We tested the effect of the combination of CEL and DOX on tumor regression in a syngeneic colon tumor model in BALB/c mice using CT26 cells (Fig. 4B). Tumor-bearing mice were randomized into four different groups where group 1 mice were untreated. Group 2 mice were treated with a single dose of C-Gel (200 μL) near the tumor site carrying 5 mg kg−1 of CEL (100 μg). A single dose of D-Gel (200 μL) carrying 5 mg kg−1 of DOX (100 μg) was administered near the tumor site to group 3 mice. Mice in group 4 were treated with CD-Gel (200 μL) having a combination of CEL (100 μg) and DOX (100 μg) (Fig. 4B). Tumor growth kinetic curves showed a significant reduction of tumor growth on CD-Gel treatment as compared to untreated, C-Gel, and D-Gel treatments (Fig. 4C). CD-Gel treatment showed a ∼10-fold decrease in tumor volume as compared to untreated mice after 20 days (Fig. 4D). We observed a 4-fold reduction in tumor volume on CD-Gel treatment as compared to C-Gel and a ∼2-fold reduction in tumor volume as compared to D-Gel treated mice after 20 days (Fig. 4D). Survival studies showed a 5-day increase in median survival of mice on CD-Gel treatment as compared to untreated, C-Gel and D-Gel treatments (Fig. 4E). Change in body weight on different treatment showed only ∼5% decrease of body weight on CD-Gel treatment as we used sub-toxic dose of the drugs (Fig. 4F). Therefore, these results confirm that the combination of CEL and DOX is highly effective in tumor regression with an increase in survivability in a murine colon tumor model.

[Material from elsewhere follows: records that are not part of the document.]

//! Spawn-anchor ring generation.

use glam::Vec3;
use pillow_siege_core::{SpawnRingConfig, SplitMix64};

/// Lays out the spawn anchors for a configured ring.
///
/// Anchors sit evenly spaced on a circle of `radius` world units around the
/// ring origin, lifted by `height_offset`. Each anchor is then jittered on x
/// and z independently within `[-radius_jitter, radius_jitter)` and lifted
/// again by a draw from `[0, height_jitter)`. The draw order per anchor is
/// fixed (x, z, height), so a seed always reproduces the same ring.
pub(crate) fn generate_anchors(config: &SpawnRingConfig, rng: &mut SplitMix64) -> Vec<Vec3> {
    let count = config.anchor_count;
    if count == 0 {
        return Vec::new();
    }

    let mut anchors = Vec::with_capacity(count as usize);
    for index in 0..count {
        let angle = (index as f32 / count as f32) * std::f32::consts::TAU;
        let mut anchor = config.origin
            + Vec3::new(
                angle.cos() * config.radius,
                config.height_offset,
                angle.sin() * config.radius,
            );
        anchor.x += rng.next_range_f32(-config.radius_jitter, config.radius_jitter);
        anchor.z += rng.next_range_f32(-config.radius_jitter, config.radius_jitter);
        anchor.y += rng.next_range_f32(0.0, config.height_jitter);
        anchors.push(anchor);
    }

    anchors
}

Next, we quantified the effect of C-Gel, D-Gel, and CD-Gel on proliferation, apoptosis and inflammation at the tumor site by flow cytometry, where single-cell suspension of tumor tissues from different treatment groups were stained with specific antibodies and analysed (Fig. S4B). CD-Gel induced a significant increase in the number of apoptotic cells (Fig. 4G) along with a concomitant decrease in the number of proliferating cells (Fig. 4H) as compared to other treatments. Staining of single cells with CD45 specific antibody showed a significant reduction in % leukocytes in the tumor microenvironment on CD-Gel treatment (Fig. 4I).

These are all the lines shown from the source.